►

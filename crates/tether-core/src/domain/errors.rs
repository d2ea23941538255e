//! Errors raised by the tracker and configuration layers.

use thiserror::Error;

use super::ids::JobId;
use crate::ports::TransportError;

#[derive(Debug, Error)]
pub enum TrackerError {
    #[error("job {0} is already being tracked")]
    AlreadyTracked(JobId),

    #[error("job {0} is not tracked")]
    NotTracked(JobId),

    #[error("job tracker is closed")]
    Closed,

    #[error(transparent)]
    Transport(#[from] TransportError),
}

#[derive(Debug, Error)]
pub enum ConfigError {
    #[error("{var} must be {expected}, got {value:?}")]
    Invalid {
        var: &'static str,
        expected: &'static str,
        value: String,
    },

    #[error("{0} is required")]
    Missing(&'static str),
}
//! Domain model (channels, ids, wire shapes, job messages, progress, outcomes).

pub mod channel;
pub mod errors;
pub mod ids;
pub mod message;
pub mod notification;
pub mod outcome;
pub mod progress;
pub mod state;

pub use channel::Channel;
pub use errors::{ConfigError, TrackerError};
pub use ids::{IdError, JobId, ListenerId, PollId};
pub use message::{JobMessage, ProgressReport};
pub use notification::{Cursor, Notification, PollRequest};
pub use outcome::{JobFailure, JobOutcome};
pub use progress::ProgressState;
pub use state::JobState;
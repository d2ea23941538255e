//! IdGenerator port - クライアント側 ID の生成
//!
//! Clock を使って現在時刻ベースの ULID を生成します。
//! テスト時は FixedClock で timestamp 部分を固定できます。

use ulid::Ulid;

use crate::domain::{ListenerId, PollId};
use crate::ports::Clock;

pub trait IdGenerator: Send + Sync {
    fn generate_listener_id(&self) -> ListenerId;

    fn generate_poll_id(&self) -> PollId;
}

pub struct UlidGenerator<C> {
    clock: C,
}

impl<C: Clock> UlidGenerator<C> {
    pub fn new(clock: C) -> Self {
        Self { clock }
    }

    fn next_ulid(&self) -> Ulid {
        let timestamp_ms = self.clock.now().timestamp_millis() as u64;
        Ulid::from_parts(timestamp_ms, rand::random())
    }
}

impl<C: Clock> IdGenerator for UlidGenerator<C> {
    fn generate_listener_id(&self) -> ListenerId {
        ListenerId::from(self.next_ulid())
    }

    fn generate_poll_id(&self) -> PollId {
        PollId::from(self.next_ulid())
    }
}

◄

WHAT THE TASK REQUIRES: Each line of the material above needs repeating verbatim.

REPLY:
filename crates/tether-core/src/domain/errors.rs
repository d2ea23941538255e
//! Errors raised by the tracker and configuration layers.

use thiserror::Error;

use super::ids::JobId;
use crate::ports::TransportError;

#[derive(Debug, Error)]
pub enum TrackerError {
    #[error("job {0} is already being tracked")]
    AlreadyTracked(JobId),

    #[error("job {0} is not tracked")]
    NotTracked(JobId),

    #[error("job tracker is closed")]
    Closed,

    #[error(transparent)]
    Transport(#[from] TransportError),
}

#[derive(Debug, Error)]
pub enum ConfigError {
    #[error("{var} must be {expected}, got {value:?}")]
    Invalid {
        var: &'static str,
        expected: &'static str,
        value: String,
    },

    #[error("{0} is required")]
    Missing(&'static str),
}
//! Domain model (channels, ids, wire shapes, job messages, progress, outcomes).

pub mod channel;
pub mod errors;
pub mod ids;
pub mod message;
pub mod notification;
pub mod outcome;
pub mod progress;
pub mod state;

pub use channel::Channel;
pub use errors::{ConfigError, TrackerError};
pub use ids::{IdError, JobId, ListenerId, PollId};
pub use message::{JobMessage, ProgressReport};
pub use notification::{Cursor, Notification, PollRequest};
pub use outcome::{JobFailure, JobOutcome};
pub use progress::ProgressState;
pub use state::JobState;
repository d2ea23941538255e
//! IdGenerator port - クライアント側 ID の生成
//!
//! Clock を使って現在時刻ベースの ULID を生成します。
//! テスト時は FixedClock で timestamp 部分を固定できます。

use ulid::Ulid;

use crate::domain::{ListenerId, PollId};
use crate::ports::Clock;

pub trait IdGenerator: Send + Sync {
    fn generate_listener_id(&self) -> ListenerId;

    fn generate_poll_id(&self) -> PollId;
}

pub struct UlidGenerator<C> {
    clock: C,
}

impl<C: Clock> UlidGenerator<C> {
    pub fn new(clock: C) -> Self {
        Self { clock }
    }

    fn next_ulid(&self) -> Ulid {
        let timestamp_ms = self.clock.now().timestamp_millis() as u64;
        Ulid::from_parts(timestamp_ms, rand::random())
    }
}

impl<C: Clock> IdGenerator for UlidGenerator<C> {
    fn generate_listener_id(&self) -> ListenerId {
        ListenerId::from(self.next_ulid())
    }

    fn generate_poll_id(&self) -> PollId {
        PollId::from(self.next_ulid())
    }
}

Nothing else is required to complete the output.